> Given records:
□ □ □ □

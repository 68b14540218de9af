//! # Core Domain Entities
//!
//! Accounts and the typed transaction records written to the history store.

use chrono::{DateTime, Utc};
use serde::{Deserialize, Serialize};

/// An account row in the balance table.
///
/// `balance` is a base-10 integer string of arbitrary size. It is never
/// converted to a floating type.
#[derive(Debug, Clone, PartialEq, Eq, Serialize, Deserialize)]
pub struct Account {
    pub address: String,
    pub balance: String,
}

impl Account {
    pub fn new(address: impl Into<String>, balance: impl Into<String>) -> Self {
        Self {
            address: address.into(),
            balance: balance.into(),
        }
    }
}

/// Envelope shared by every transaction record.
#[derive(Debug, Clone, PartialEq, Eq, Serialize, Deserialize)]
pub struct TransactionHead {
    /// Upper-case hex hash of the raw transaction bytes.
    pub tx_hash: String,
    /// Type tag the transaction was routed by (e.g. `Send`).
    pub tx_type: String,
    pub height: i64,
    pub index: u32,
    /// Time the record was produced by this replica.
    pub time: DateTime<Utc>,
}

/// Token transfer between two accounts.
#[derive(Debug, Clone, PartialEq, Eq, Serialize, Deserialize)]
pub struct SendTx {
    #[serde(flatten)]
    pub head: TransactionHead,
    pub from_address: String,
    pub to_address: String,
    pub amount: String,
}

/// Datacenter metering report.
#[derive(Debug, Clone, PartialEq, Eq, Serialize, Deserialize)]
pub struct Metering {
    #[serde(flatten)]
    pub head: TransactionHead,
    pub dc: String,
    pub ns: String,
    pub value: String,
}

/// Administrative balance credit.
#[derive(Debug, Clone, PartialEq, Eq, Serialize, Deserialize)]
pub struct SetBalanceTx {
    #[serde(flatten)]
    pub head: TransactionHead,
    pub address: String,
    pub amount: String,
}

#[derive(Debug, Clone, PartialEq, Eq, Serialize, Deserialize)]
pub struct SetStakeTx {
    #[serde(flatten)]
    pub head: TransactionHead,
    pub amount: String,
}

#[derive(Debug, Clone, PartialEq, Eq, Serialize, Deserialize)]
pub struct SetValidatorTx {
    #[serde(flatten)]
    pub head: TransactionHead,
    pub validator_pubkey: String,
    pub power: String,
}

/// Any record the dispatcher can persist.
#[derive(Debug, Clone, PartialEq, Eq, Serialize, Deserialize)]
#[serde(tag = "record")]
pub enum TransactionRecord {
    SendTx(SendTx),
    Metering(Metering),
    SetBalanceTx(SetBalanceTx),
    SetStakeTx(SetStakeTx),
    SetValidatorTx(SetValidatorTx),
}

impl TransactionRecord {
    pub fn head(&self) -> &TransactionHead {
        match self {
            Self::SendTx(r) => &r.head,
            Self::Metering(r) => &r.head,
            Self::SetBalanceTx(r) => &r.head,
            Self::SetStakeTx(r) => &r.head,
            Self::SetValidatorTx(r) => &r.head,
        }
    }

    pub fn tx_hash(&self) -> &str {
        &self.head().tx_hash
    }

    /// Record variant name, used as a metric label and log field.
    pub fn kind(&self) -> &'static str {
        match self {
            Self::SendTx(_) => "SendTx",
            Self::Metering(_) => "Metering",
            Self::SetBalanceTx(_) => "SetBalanceTx",
            Self::SetStakeTx(_) => "SetStakeTx",
            Self::SetValidatorTx(_) => "SetValidatorTx",
        }
    }
}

□ □ □ □

> Problem requirements:
Restate word for word the lines above, beginning at the first one and ending at the line that carries "pub struct Account".

> Task solution:
repository 68b14540218de9af
//! # Core Domain Entities
//!
//! Accounts and the typed transaction records written to the history store.

use chrono::{DateTime, Utc};
use serde::{Deserialize, Serialize};

/// An account row in the balance table.
///
/// `balance` is a base-10 integer string of arbitrary size. It is never
/// converted to a floating type.
#[derive(Debug, Clone, PartialEq, Eq, Serialize, Deserialize)]
pub struct Account {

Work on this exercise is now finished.